The one-sentence summary

Go for a walk, cultivate hunches, write things down, but leave things a bit messy so that unexpected links can be made – better thinking will follow.

Can’t be bothered to read it? listen to the 5-minute summary.


· By recognizing where and how patterns of creativity occur, we can discover the secrets of inspiration.

· There are seven patterns of innovation:

1. The Adjacent Possible: coined by scientist Stuart Kauffman, this refers to the nearest next steps that can be made. It opens up many possibilities, and often generates interesting ‘spare parts’, but is finite.

2. Liquid Networks: ocean life is so fertile because liquid enables things to flow between each other easily and cross-fertilize. Recreating this liquidity in solving problems helps enormously.

3. The Slow Hunch: Aha! or eureka! moments are unusual. Most great ideas start with a hunch and slowly develop. If you write down the rough idea, it is more likely to emerge as a breakthrough later.

4. Serendipity: when we dream, the brain is having a clearout. Unrelated thoughts often come together in ‘generative chaos’. Daydreaming and being a mental magpie have a similar effect.

5. Error: high productivity ultimately leads to high quality, with the errors of the ‘great mind’ exceeding those of the less vigorous one. Probe at the edges of error for more interesting results.

6. Exaptation: coined by evolutionary biologists Gould & Vrba in 1971, something extracted from elsewhere is adapted for a new purpose. Gutenberg’s printing press was an adapted wine press; dinosaur feathers were adapted for warmth, but exapted for flight.

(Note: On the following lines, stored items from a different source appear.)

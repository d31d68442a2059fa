//! Conversation controller
//!
//! Owns the session identity and the message store, drives the
//! request/response cycle with the backend gateway, classifies failures and
//! switches crisis mode on when the backend flags a reply.
//!
//! The controller is a cheap cloneable handle. Presentation holds a clone,
//! reads [`ConversationState`] snapshots and calls the operations below; it
//! never touches the store directly.
//!
//! Sends are neither queued nor de-duplicated. Two overlapping sends each
//! append their user turn immediately and their reply whenever the network
//! returns it, so replies can land out of order. `is_loading` stays true until
//! the last in-flight send has settled.

use std::sync::atomic::{AtomicUsize, Ordering};
use std::sync::Arc;

use tokio::sync::RwLock;
use tracing::{debug, error, info, warn};

use super::errors::ChatError;
use super::message::Message;
use super::store::{ConversationState, MessageStore};
use crate::crisis::CrisisScreen;
use crate::gateway::ChatGateway;
use crate::session::SessionId;

/// Handle to one conversation session
#[derive(Clone)]
pub struct ChatController {
    inner: Arc<Inner>,
}

struct Inner {
    gateway: Arc<dyn ChatGateway>,
    session_id: SessionId,
    store: RwLock<MessageStore>,
    /// Number of sends awaiting the backend
    in_flight: AtomicUsize,
    screen: CrisisScreen,
}

/// Marks one send as in flight; releases it on every exit path, including
/// cancellation of the send future.
struct InFlightGuard<'a>(&'a AtomicUsize);

impl<'a> InFlightGuard<'a> {
    fn enter(counter: &'a AtomicUsize) -> Self {
        counter.fetch_add(1, Ordering::SeqCst);
        Self(counter)
    }
}

impl Drop for InFlightGuard<'_> {
    fn drop(&mut self) {
        self.0.fetch_sub(1, Ordering::SeqCst);
    }
}

impl ChatController {
    /// Start a session: fresh session id, log seeded with the welcome
    /// message, idle, no error, crisis mode off.
    pub fn new(gateway: Arc<dyn ChatGateway>) -> Self {
        Self::with_session(gateway, SessionId::generate())
    }

    /// Start a session under a caller-chosen identifier.
    pub fn with_session(gateway: Arc<dyn ChatGateway>, session_id: SessionId) -> Self {
        info!("Chat session started: {}", session_id);
        Self {
            inner: Arc::new(Inner {
                gateway,
                session_id,
                store: RwLock::new(MessageStore::new()),
                in_flight: AtomicUsize::new(0),
                screen: CrisisScreen::new(),
            }),
        }
    }

    pub fn session_id(&self) -> &SessionId {
        &self.inner.session_id
    }

    pub fn is_loading(&self) -> bool {
        self.inner.in_flight.load(Ordering::SeqCst) > 0
    }

    /// Snapshot of the conversation for presentation
    pub async fn state(&self) -> ConversationState {
        let store = self.inner.store.read().await;
        store.snapshot(self.is_loading())
    }

    /// Send one user turn.
    ///
    /// Empty input sets the empty-message notice and returns without touching
    /// the log or the network. Otherwise the user turn is appended before the
    /// backend is called, and exactly one assistant turn follows: the reply,
    /// or a transport-error apology when the call fails. The returned error
    /// is the classification already written to `error`.
    pub async fn send_message(&self, text: &str) -> Result<(), ChatError> {
        if text.trim().is_empty() {
            self.inner
                .store
                .write()
                .await
                .set_error(ChatError::EmptyMessage.notice());
            debug!("Rejected empty message");
            return Err(ChatError::EmptyMessage);
        }

        if self.inner.screen.mentions_crisis_language(text) {
            debug!("Outgoing message contains crisis language; awaiting backend classification");
        }

        let _in_flight = {
            let mut store = self.inner.store.write().await;
            store.push(Message::user(text));
            let guard = InFlightGuard::enter(&self.inner.in_flight);
            store.clear_error();
            guard
        };

        let result = self.inner.gateway.send(text, &self.inner.session_id).await;

        let mut store = self.inner.store.write().await;
        match result {
            Ok(reply) => {
                if reply.is_crisis() {
                    warn!(session = %self.inner.session_id, "Reply flagged as crisis; crisis mode on");
                    store.enter_crisis_mode();
                }
                store.push(Message::from_reply(reply));
                debug!("Conversation now has {} messages", store.len());
                Ok(())
            }
            Err(e) => {
                let fault = ChatError::classify(&e);
                error!("Error sending message: {}", e);
                store.set_error(fault.notice());
                store.push(Message::transport_error());
                Err(fault)
            }
        }
    }

    /// Discard the conversation here and on the server.
    ///
    /// Local state is only reset once the backend confirms; on failure the
    /// log is left exactly as it was and the clear-failed notice is set.
    pub async fn clear_chat(&self) -> Result<(), ChatError> {
        let result = self
            .inner
            .gateway
            .clear_history(&self.inner.session_id)
            .await;

        let mut store = self.inner.store.write().await;
        match result {
            Ok(_) => {
                store.reset();
                info!("Cleared chat history for session {}", self.inner.session_id);
                Ok(())
            }
            Err(e) => {
                error!("Error clearing chat: {}", e);
                store.set_error(ChatError::HistoryClearFailed.notice());
                Err(ChatError::HistoryClearFailed)
            }
        }
    }

    pub async fn dismiss_error(&self) {
        self.inner.store.write().await.clear_error();
    }

    /// Turn crisis mode off. Flagged messages keep their own flag.
    pub async fn close_crisis_mode(&self) {
        self.inner.store.write().await.close_crisis_mode();
    }
}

7. Platforms: coral reefs, beaver dams, GPS – things built on other things are a great basis for innovation. You don’t always have to start from scratch.


· Look everything up, write everything down is a good mantra.

· Further confirmation here that brainstorms are largely ineffective, mainly because the odds are against two employees being in sync at the same time. More likely they will have promising hunches individually at different times.

· Noise-free environments are not conducive to innovation – the best labs are always a little contaminated.

· Recognise the strength of weak ties – knowing a little about lots of other areas can be very helpful to your main field.

· The coffeehouse model of creativity involves batting ideas around in a relaxed environment. DNA discoverers Watson and Crick did this frequently during extended breaks.

· He classifies 200 of the most important innovations in the last 600 years by market (designed to make money)/non-market (non-commercial) and individual/network (collective distributed process). Plotted on a chart, the non-market/network section, the so-called Fourth Quadrant, has generated the majority of innovations since 1800.


· Not much. It’s very thought provoking.